## EXERCISE OBJECTIVE
Give every line of the material again, exactly as written.

..............................

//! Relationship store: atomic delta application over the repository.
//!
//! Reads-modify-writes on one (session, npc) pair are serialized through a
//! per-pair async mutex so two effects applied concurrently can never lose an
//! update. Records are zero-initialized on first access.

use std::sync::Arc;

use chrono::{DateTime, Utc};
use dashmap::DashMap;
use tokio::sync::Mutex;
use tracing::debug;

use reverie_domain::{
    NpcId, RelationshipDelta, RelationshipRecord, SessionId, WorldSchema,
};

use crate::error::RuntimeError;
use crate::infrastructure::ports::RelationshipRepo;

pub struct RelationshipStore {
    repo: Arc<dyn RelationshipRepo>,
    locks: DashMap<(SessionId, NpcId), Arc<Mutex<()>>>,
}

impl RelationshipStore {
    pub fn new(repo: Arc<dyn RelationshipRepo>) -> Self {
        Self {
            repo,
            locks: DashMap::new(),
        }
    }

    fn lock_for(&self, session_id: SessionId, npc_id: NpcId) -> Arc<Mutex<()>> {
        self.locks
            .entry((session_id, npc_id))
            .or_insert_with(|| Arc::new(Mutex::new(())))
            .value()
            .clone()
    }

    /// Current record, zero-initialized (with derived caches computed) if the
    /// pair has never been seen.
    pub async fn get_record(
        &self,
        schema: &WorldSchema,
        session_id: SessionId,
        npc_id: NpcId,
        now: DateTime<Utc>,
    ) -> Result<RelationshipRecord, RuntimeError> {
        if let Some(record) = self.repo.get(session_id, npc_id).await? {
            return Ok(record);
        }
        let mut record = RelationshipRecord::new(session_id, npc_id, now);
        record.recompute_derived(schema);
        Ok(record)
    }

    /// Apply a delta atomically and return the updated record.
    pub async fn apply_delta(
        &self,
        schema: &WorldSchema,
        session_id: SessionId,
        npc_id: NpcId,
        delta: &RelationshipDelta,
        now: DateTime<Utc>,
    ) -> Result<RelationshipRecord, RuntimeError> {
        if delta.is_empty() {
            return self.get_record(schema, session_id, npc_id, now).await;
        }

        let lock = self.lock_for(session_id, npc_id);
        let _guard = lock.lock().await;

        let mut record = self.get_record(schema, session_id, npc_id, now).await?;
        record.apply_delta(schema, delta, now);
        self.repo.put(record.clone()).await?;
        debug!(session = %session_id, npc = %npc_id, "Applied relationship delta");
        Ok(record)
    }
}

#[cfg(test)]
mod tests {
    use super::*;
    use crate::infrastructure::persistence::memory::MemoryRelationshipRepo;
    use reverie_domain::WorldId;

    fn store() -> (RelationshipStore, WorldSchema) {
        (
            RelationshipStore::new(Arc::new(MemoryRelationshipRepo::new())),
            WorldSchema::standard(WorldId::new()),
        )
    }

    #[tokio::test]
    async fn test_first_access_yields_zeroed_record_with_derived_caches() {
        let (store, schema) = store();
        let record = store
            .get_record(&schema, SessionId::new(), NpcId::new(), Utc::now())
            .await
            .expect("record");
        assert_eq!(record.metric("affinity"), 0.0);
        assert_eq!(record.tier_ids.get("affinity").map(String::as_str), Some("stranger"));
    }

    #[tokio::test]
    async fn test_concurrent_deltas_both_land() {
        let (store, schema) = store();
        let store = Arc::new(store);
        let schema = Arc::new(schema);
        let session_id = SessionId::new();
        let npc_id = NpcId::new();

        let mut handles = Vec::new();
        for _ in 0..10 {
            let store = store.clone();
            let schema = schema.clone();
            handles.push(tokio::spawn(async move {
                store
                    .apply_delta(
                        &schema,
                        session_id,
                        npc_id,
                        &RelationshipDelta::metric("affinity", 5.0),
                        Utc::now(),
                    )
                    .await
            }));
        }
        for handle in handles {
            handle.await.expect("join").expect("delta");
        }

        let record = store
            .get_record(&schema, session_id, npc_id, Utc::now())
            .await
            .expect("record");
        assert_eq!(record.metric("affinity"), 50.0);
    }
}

..............................

## THE COMPLETED TASK
//! Relationship store: atomic delta application over the repository.
//!
//! Reads-modify-writes on one (session, npc) pair are serialized through a
//! per-pair async mutex so two effects applied concurrently can never lose an
//! update. Records are zero-initialized on first access.

use std::sync::Arc;

use chrono::{DateTime, Utc};
use dashmap::DashMap;
use tokio::sync::Mutex;
use tracing::debug;

use reverie_domain::{
    NpcId, RelationshipDelta, RelationshipRecord, SessionId, WorldSchema,
};

use crate::error::RuntimeError;
use crate::infrastructure::ports::RelationshipRepo;

pub struct RelationshipStore {
    repo: Arc<dyn RelationshipRepo>,
    locks: DashMap<(SessionId, NpcId), Arc<Mutex<()>>>,
}

impl RelationshipStore {
    pub fn new(repo: Arc<dyn RelationshipRepo>) -> Self {
        Self {
            repo,
            locks: DashMap::new(),
        }
    }

    fn lock_for(&self, session_id: SessionId, npc_id: NpcId) -> Arc<Mutex<()>> {
        self.locks
            .entry((session_id, npc_id))
            .or_insert_with(|| Arc::new(Mutex::new(())))
            .value()
            .clone()
    }

    /// Current record, zero-initialized (with derived caches computed) if the
    /// pair has never been seen.
    pub async fn get_record(
        &self,
        schema: &WorldSchema,
        session_id: SessionId,
        npc_id: NpcId,
        now: DateTime<Utc>,
    ) -> Result<RelationshipRecord, RuntimeError> {
        if let Some(record) = self.repo.get(session_id, npc_id).await? {
            return Ok(record);
        }
        let mut record = RelationshipRecord::new(session_id, npc_id, now);
        record.recompute_derived(schema);
        Ok(record)
    }

    /// Apply a delta atomically and return the updated record.
    pub async fn apply_delta(
        &self,
        schema: &WorldSchema,
        session_id: SessionId,
        npc_id: NpcId,
        delta: &RelationshipDelta,
        now: DateTime<Utc>,
    ) -> Result<RelationshipRecord, RuntimeError> {
        if delta.is_empty() {
            return self.get_record(schema, session_id, npc_id, now).await;
        }

        let lock = self.lock_for(session_id, npc_id);
        let _guard = lock.lock().await;

        let mut record = self.get_record(schema, session_id, npc_id, now).await?;
        record.apply_delta(schema, delta, now);
        self.repo.put(record.clone()).await?;
        debug!(session = %session_id, npc = %npc_id, "Applied relationship delta");
        Ok(record)
    }
}

#[cfg(test)]
mod tests {
    use super::*;
    use crate::infrastructure::persistence::memory::MemoryRelationshipRepo;
    use reverie_domain::WorldId;

    fn store() -> (RelationshipStore, WorldSchema) {
        (
            RelationshipStore::new(Arc::new(MemoryRelationshipRepo::new())),
            WorldSchema::standard(WorldId::new()),
        )
    }

    #[tokio::test]
    async fn test_first_access_yields_zeroed_record_with_derived_caches() {
        let (store, schema) = store();
        let record = store
            .get_record(&schema, SessionId::new(), NpcId::new(), Utc::now())
            .await
            .expect("record");
        assert_eq!(record.metric("affinity"), 0.0);
        assert_eq!(record.tier_ids.get("affinity").map(String::as_str), Some("stranger"));
    }

    #[tokio::test]
    async fn test_concurrent_deltas_both_land() {
        let (store, schema) = store();
        let store = Arc::new(store);
        let schema = Arc::new(schema);
        let session_id = SessionId::new();
        let npc_id = NpcId::new();

        let mut handles = Vec::new();
        for _ in 0..10 {
            let store = store.clone();
            let schema = schema.clone();
            handles.push(tokio::spawn(async move {
                store
                    .apply_delta(
                        &schema,
                        session_id,
                        npc_id,
                        &RelationshipDelta::metric("affinity", 5.0),
                        Utc::now(),
                    )
                    .await
            }));
        }
        for handle in handles {
            handle.await.expect("join").expect("delta");
        }

        let record = store
            .get_record(&schema, session_id, npc_id, Utc::now())
            .await
            .expect("record");
        assert_eq!(record.metric("affinity"), 50.0);
    }
}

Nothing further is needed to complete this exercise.